FIE, a nuclear PRC2 protein, forms cytoplasmic complexes in Arabidopsis thaliana

FIE, a WD-40 subunit of the Arabidopsis PRC2 complexes known to take part in H3K27 methylation of nuclear chromatin, is also localized in cytoplasmic complexes.The core subunit FIE is crucial for PRC2 function throughout the plant life cycle, yet accurate information on its spatial and temporal localization was absent. This study focused on identifying FIE accumulation patterns, using microscopy and biochemical approaches. Analysing endogenous FIE and transgenic gFIE-green fluorescent protein fusion protein (gFIE-GFP) showed that FIE accumulates in the nuclei of every cell type examined. Interestingly, gFIE-GFP, as well as the endogenous FIE, also localized to the cytoplasm in all examined tissues.
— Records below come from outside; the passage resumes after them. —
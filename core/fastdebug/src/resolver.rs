//! Pairing of call-site source text with evaluated values.
//!
//! Rust cannot walk back from a running frame to the expressions that
//! produced its arguments, so the source text is captured while the call is
//! compiled: [`fd!`](crate::fd) matches every argument as an `expr` fragment
//! and records it with `stringify!`. Nested calls, commas inside delimiters and
//! string literals are therefore split by the parser, and two calls on one line
//! are two separate expansions.
//!
//! This module only has to line the captured texts up with the values and
//! tidy them for display.

use crate::{error::ResolutionError, value::Value};

/// One argument of a call: its source text and its classified value.
#[derive(Debug, Clone, PartialEq)]
pub struct ResolvedArgument {
    /// The argument expression as written at the call site.
    pub source: String,
    /// The evaluated argument.
    pub value: Value,
}

/// Pairs `sources` with `values` positionally.
///
/// # Errors
///
/// Fails when the two lists differ in length, or when a source text is blank.
pub fn resolve(
    sources: &[&str],
    values: Vec<Value>,
) -> Result<Vec<ResolvedArgument>, ResolutionError> {
    if sources.len() != values.len() {
        return Err(ResolutionError::ArityMismatch {
            sources: sources.len(),
            values: values.len(),
        });
    }

    sources
        .iter()
        .zip(values)
        .enumerate()
        .map(|(index, (source, value))| {
            let source = normalize_source(source);
            if source.is_empty() {
                return Err(ResolutionError::EmptySource { index });
            }
            Ok(ResolvedArgument { source, value })
        })
        .collect()
}

/// Tidies captured source text.
///
/// The first line keeps its content; continuation lines lose their common
/// leading indentation. Surrounding whitespace is trimmed.
#[must_use]
pub fn normalize_source(raw: &str) -> String {
    let raw = raw.trim();
    match raw.split_once('\n') {
        None => raw.to_string(),
        Some((first, rest)) => {
            let rest = textwrap::dedent(rest);
            format!("{}\n{}", first.trim_end(), rest.trim_end())
        }
    }
}
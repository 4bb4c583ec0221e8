//! Text layout of an inspection report.
//!
//! Scalars take a single line. Collections take a header line followed by one
//! row per element, drawn as a small tree:
//!
//! ```text
//! fd |  Vec  |  3  | numbers
//!  ╟ |  i32  |  0  | 1
//!  ╟ |  i32  |  1  | 2
//!  ╚ |  i32  |  2  | 3
//! ```
//!
//! Elements are classified but never expanded: a nested collection is printed
//! inline on its row.

use crate::{
    config::Config,
    error::{InspectError, InspectResult},
    resolver::ResolvedArgument,
    value::{Category, Value},
};
use colored::{Color, Colorize};
use std::fmt::{self, Display, Write};

/// Leading column of every top-level line.
pub const PREFIX: &str = "fd";

/// Width of the type column.
pub const TYPE_WIDTH: usize = 5;

/// Width of the index and length columns.
pub const INDEX_WIDTH: usize = 3;

/// Connector of every collection row except the last.
pub const TEE: &str = " ╟";

/// Connector of the last collection row.
pub const CORNER: &str = " ╚";

/// Terminal colour assigned to a value.
#[derive(Debug, Clone, Copy, PartialEq, Eq, Hash)]
pub enum Tint {
    /// `true`.
    Green,
    /// `false`.
    Red,
    /// Numbers.
    Blue,
    /// Nested collections (xterm colour 230).
    Cornsilk,
}

impl Tint {
    /// The tint of `value`, if it has one. Text is never tinted.
    #[must_use]
    pub const fn for_value(value: &Value) -> Option<Self> {
        match value {
            Value::Bool(true) => Some(Self::Green),
            Value::Bool(false) => Some(Self::Red),
            Value::Number { .. } => Some(Self::Blue),
            Value::Sequence { .. } | Value::Mapping { .. } => Some(Self::Cornsilk),
            Value::Text { .. } | Value::Unsupported { .. } => None,
        }
    }

    const fn color(self) -> Color {
        match self {
            Self::Green => Color::Green,
            Self::Red => Color::Red,
            Self::Blue => Color::Blue,
            Self::Cornsilk => Color::TrueColor {
                r: 255,
                g: 255,
                b: 215,
            },
        }
    }
}

/// Centres `value` in a field of `width` characters. Longer values are left
/// as they are.
///
/// When the padding is odd and `width` is odd too, the extra space goes on the
/// left (`" bool"`, `"  u8 "`); with an even `width` it goes on the right.
pub fn center(value: impl Display, width: usize) -> String {
    let text = value.to_string();
    let pad = width.saturating_sub(text.chars().count());
    let left = pad / 2 + (pad & width & 1);
    format!("{:left$}{text}{:right$}", "", "", right = pad - left)
}

/// Wraps `text` in the escape codes of `tint`.
#[must_use]
pub fn paint(text: &str, tint: Option<Tint>, enabled: bool) -> String {
    match tint {
        Some(tint) if enabled => text.color(tint.color()).to_string(),
        _ => text.to_string(),
    }
}

/// The connector drawn in front of row `index` of a collection of `len`.
#[must_use]
pub const fn connector(index: usize, len: usize) -> &'static str {
    if index + 1 == len { CORNER } else { TEE }
}

/// The type label and value of one value, padded and tinted.
#[derive(Debug, Clone, PartialEq, Eq)]
pub struct RenderedVariable {
    /// Centred, tinted type label.
    pub type_label: String,
    /// Tinted inline value.
    pub value: String,
}

impl RenderedVariable {
    /// Renders `value` with its type label centred in `width`.
    ///
    /// # Errors
    ///
    /// Fails with [`InspectError::UnsupportedType`] when `value`, or anything
    /// nested in it, is unsupported.
    pub fn new(value: &Value, width: usize, color: bool) -> InspectResult<Self> {
        supported(value)?;
        let tint = Tint::for_value(value);
        Ok(Self {
            type_label: paint(&center(value.type_label(), width), tint, color),
            value: paint(&value.to_string(), tint, color),
        })
    }
}

fn supported(value: &Value) -> InspectResult<()> {
    match value.find_unsupported() {
        Some(type_name) => Err(InspectError::UnsupportedType { type_name }),
        None => Ok(()),
    }
}

/// Lays out resolved arguments as report lines.
#[derive(Debug, Clone, Copy, PartialEq, Eq)]
pub struct Renderer {
    nl: bool,
    color: bool,
}

impl Renderer {
    /// Creates a renderer honouring the `nl` and `color` flags of `config`.
    #[must_use]
    pub const fn new(config: &Config) -> Self {
        Self {
            nl: config.nl,
            color: config.color,
        }
    }

    /// Appends the lines of `argument` to `out`.
    ///
    /// # Errors
    ///
    /// Fails when the argument, or one of its elements, is unsupported.
    pub fn render(&self, argument: &ResolvedArgument, out: &mut String) -> InspectResult<()> {
        let ResolvedArgument { source, value } = argument;
        supported(value)?;
        match value {
            Value::Sequence { items, .. } => {
                self.header(out, value, source)?;
                for (index, item) in items.iter().enumerate() {
                    let row = RenderedVariable::new(item, TYPE_WIDTH, self.color)?;
                    self.line(
                        out,
                        format_args!(
                            "{} | {} | {} | {}",
                            connector(index, items.len()),
                            row.type_label,
                            center(index, INDEX_WIDTH),
                            row.value
                        ),
                    )?;
                }
            }
            Value::Mapping { entries, .. } => {
                self.header(out, value, source)?;
                for (index, (key, item)) in entries.iter().enumerate() {
                    let row = RenderedVariable::new(item, TYPE_WIDTH, self.color)?;
                    self.line(
                        out,
                        format_args!(
                            "{} | {} | {} | {}: {}",
                            connector(index, entries.len()),
                            row.type_label,
                            center(index, INDEX_WIDTH),
                            key.plain(),
                            row.value
                        ),
                    )?;
                }
            }
            _ => {
                let rendered = RenderedVariable::new(value, TYPE_WIDTH, self.color)?;
                self.line(
                    out,
                    format_args!(
                        "{PREFIX} | {} | {source}: {}",
                        rendered.type_label, rendered.value
                    ),
                )?;
            }
        }
        Ok(())
    }

    /// Appends a line that belongs to no argument, such as the timestamp.
    pub(crate) fn note(&self, out: &mut String, text: impl Display) -> fmt::Result {
        self.line(out, format_args!("{PREFIX} | {text}"))
    }

    fn header(&self, out: &mut String, value: &Value, source: &str) -> fmt::Result {
        debug_assert!(matches!(value.category(), Category::Ordered | Category::Keyed));
        self.line(
            out,
            format_args!(
                "{PREFIX} | {} | {} | {source}",
                center(value.type_label(), TYPE_WIDTH),
                center(value.len().unwrap_or_default(), INDEX_WIDTH)
            ),
        )
    }

    fn line(&self, out: &mut String, line: fmt::Arguments<'_>) -> fmt::Result {
        out.write_fmt(line)?;
        out.push('\n');
        if self.nl {
            out.push('\n');
        }
        Ok(())
    }
}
In both vegetative and reproductive organs, FIE formed cytoplasmic high-molecular-mass complexes, in parallel to the nuclear PRC2 complexes. Moreover, size-exclusion chromatography and bimolecular fluorescence complementation assays indicated that in inflorescences FIE formed a cytoplasmic complex with MEA, a PRC2 histone methyltransferase subunit. In contrast, CLF and SWN histone methyltransferases were strictly nuclear. Presence of PRC2 subunits in cytoplasmic complexes has not been previously described in plants. Our findings are in agreement with accumulating evidence demonstrating cytoplasmic localization and function of PcGs in metazoa. The cytosolic accumulation of PRC2 components in plants supports the model that PcGs have alternative non-nuclear functions that go beyond chromatin methylation.